What Can You Do With a Social Work Degree? 10 Careers & Salaries Revealed

Social work, the study of social welfare systems with the intention to better people’s lives, is a dynamic major that can open the door to a variety of careers. Industries ranging from government and education to healthcare and psychological services all hire social workers to play an integral role in their daily work and larger mission. 

The unifying thread among the diverse roles that social work majors can play in the world is their desire to interact with people and help to improve people’s lives. Social workers often assist the most vulnerable members of society – whether children, the elderly, people in poverty, or veterans – by providing them with knowledge, resources, and support to better their lives. For this reason, a social work degree can prepare students for careers that are both emotionally challenging and incredibly fulfilling; social workers can leave their job at night knowing they have done something to make the world a better place. 

Everyone encounters difficult circumstances at some point in their life.

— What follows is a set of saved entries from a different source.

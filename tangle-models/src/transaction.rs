// Copyright (c) 2022 MASSA LABS <info@massa.net>

use crate::address::Address;
use crate::transaction_id::TransactionId;
use serde::{Deserialize, Serialize};
use tangle_hash::Hash;

/// A transaction as seen by tip selection.
///
/// `trunk` and `branch` are the two approved transactions. Inside a bundle,
/// `trunk` of index `i` points to index `i + 1`; the transaction at index `0`
/// is the bundle tail.
#[derive(Clone, Debug, PartialEq, Eq, Serialize, Deserialize)]
pub struct Transaction {
    /// identifier
    pub id: TransactionId,
    /// first approved transaction
    pub trunk: TransactionId,
    /// second approved transaction
    pub branch: TransactionId,
    /// bundle hash shared by all transactions of a bundle
    pub bundle: Hash,
    /// position in the bundle, `0` for the tail
    pub current_index: u32,
    /// position of the last transaction of the bundle
    pub last_index: u32,
    /// value moved by this transaction
    pub value: i64,
    /// address credited or debited by `value`
    pub address: Address,
    /// true if all ancestors are locally available
    pub solid: bool,
    /// local arrival time, in seconds
    pub arrival_time: u64,
    /// attachment time announced by the issuer, in seconds
    pub attachment_timestamp: u64,
    /// proof of work difficulty marker
    pub weight_magnitude: u8,
    /// true if only the id is known locally
    pub placeholder: bool,
}

impl Transaction {
    /// Record standing for a referenced transaction whose content is missing
    pub fn placeholder(id: TransactionId) -> Self {
        Transaction {
            id,
            trunk: TransactionId::genesis(),
            branch: TransactionId::genesis(),
            bundle: Hash::ZERO,
            current_index: 0,
            last_index: 0,
            value: 0,
            address: Address::null(),
            solid: false,
            arrival_time: 0,
            attachment_timestamp: 0,
            weight_magnitude: 0,
            placeholder: true,
        }
    }

    /// The genesis record: solid, its own parent, bundle tail
    pub fn genesis() -> Self {
        Transaction {
            solid: true,
            placeholder: false,
            ..Transaction::placeholder(TransactionId::genesis())
        }
    }

    /// true for the first transaction of a bundle
    pub fn is_tail(&self) -> bool {
        self.current_index == 0
    }

    /// trunk and branch, deduplicated
    pub fn parents(&self) -> Vec<TransactionId> {
        if self.trunk == self.branch {
            vec![self.trunk]
        } else {
            vec![self.trunk, self.branch]
        }
    }
}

Social workers help people to overcome those difficult circumstances and emerge from challenges such as unemployment, addiction, disability, abuse, mental illness, trauma, and poverty with a sense of hope and a concrete plan for moving forward. 

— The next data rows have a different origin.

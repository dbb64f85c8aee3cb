// Copyright (c) 2022 MASSA LABS <info@massa.net>

use crate::TangleDbResult;
use tangle_models::prehash::PreHashSet;
use tangle_models::{Transaction, TransactionId};

/// Read access to the tangle, plus the wholesale reset used by recycling.
///
/// The genesis transaction always exists and approves nothing.
#[cfg_attr(any(test, feature = "test-exports"), mockall::automock)]
pub trait TangleDb: Send + Sync {
    /// true if the content of `id` is locally stored
    fn transaction_exists(&self, id: &TransactionId) -> TangleDbResult<bool>;

    /// Load a transaction. When only the id is known, a placeholder record
    /// is returned (see `Transaction::placeholder`).
    fn load_transaction(&self, id: &TransactionId) -> TangleDbResult<Transaction>;

    /// Ids of the transactions whose trunk or branch is `id`
    fn load_approvers(&self, id: &TransactionId) -> TangleDbResult<PreHashSet<TransactionId>>;

    /// Drop every stored transaction except genesis
    fn clear(&self) -> TangleDbResult<()>;
}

In this article, we’ll walk through some of the most common and most interesting potential career paths for social work majors, with a focus on what makes the job unique and what salary an entry-level employee can expect. As this list will show, the opportunities for students with a social work degree are nearly limitless, and they continue to grow.  

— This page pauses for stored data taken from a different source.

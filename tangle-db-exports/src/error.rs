// Copyright (c) 2022 MASSA LABS <info@massa.net>

use displaydoc::Display;
use tangle_models::TransactionId;
use thiserror::Error;

/// tangle db result
pub type TangleDbResult<T, E = TangleDbError> = core::result::Result<T, E>;

/// tangle db error
#[non_exhaustive]
#[derive(Display, Error, Debug, Clone)]
pub enum TangleDbError {
    /// transaction {id} has weight magnitude {got}, below the minimum {min}
    WeightMagnitudeTooLow {
        /// rejected transaction
        id: TransactionId,
        /// its weight magnitude
        got: u8,
        /// configured minimum
        min: u8,
    },
    /// the genesis transaction cannot be stored or modified
    GenesisOverwrite,
    /// transaction {0} is not stored
    NotFound(TransactionId),
    /// storage error: {0}
    StorageError(String),
}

Before we dive into the list, here’s one caveat: many social work-related jobs require a Master’s degree in Social Work. So, students who are serious about pursuing a career connected to social work may want to think about eventually going to graduate school. Salaries are generally higher for jobs that require a graduate degree in Social Work. 

Child and Family Social Worker

University of Houston Social Work Building
BrianReading, UH Social Work building, CC BY-SA 3.0

Median salary: $47,390

Child and family social workers offer support, education, and resources to children as well as their parents and guardians. A social worker in this domain may work with families that have experienced trauma, families in serious health issues, and families in which abuse has taken place. Social workers help parents and guardians locate the support and resources needed to keep children living in the home. Sometimes, however, it is in the children’s best interest to be moved to a different home. In such a case, the social worker assists with the placement process. 

Social workers in this field also work closely with children who have experienced personal traumas, loss (such as the loss of a parent or sibling), or abuse by someone outside of their family. Child and Family Social Workers can be based in a variety of settings; some work in schools, others work for government organizations, and still others work for adoption agencies, foster care services, or other social support systems. Their focus is on ensuring children are well cared for and have their basic physical and emotional needs met. 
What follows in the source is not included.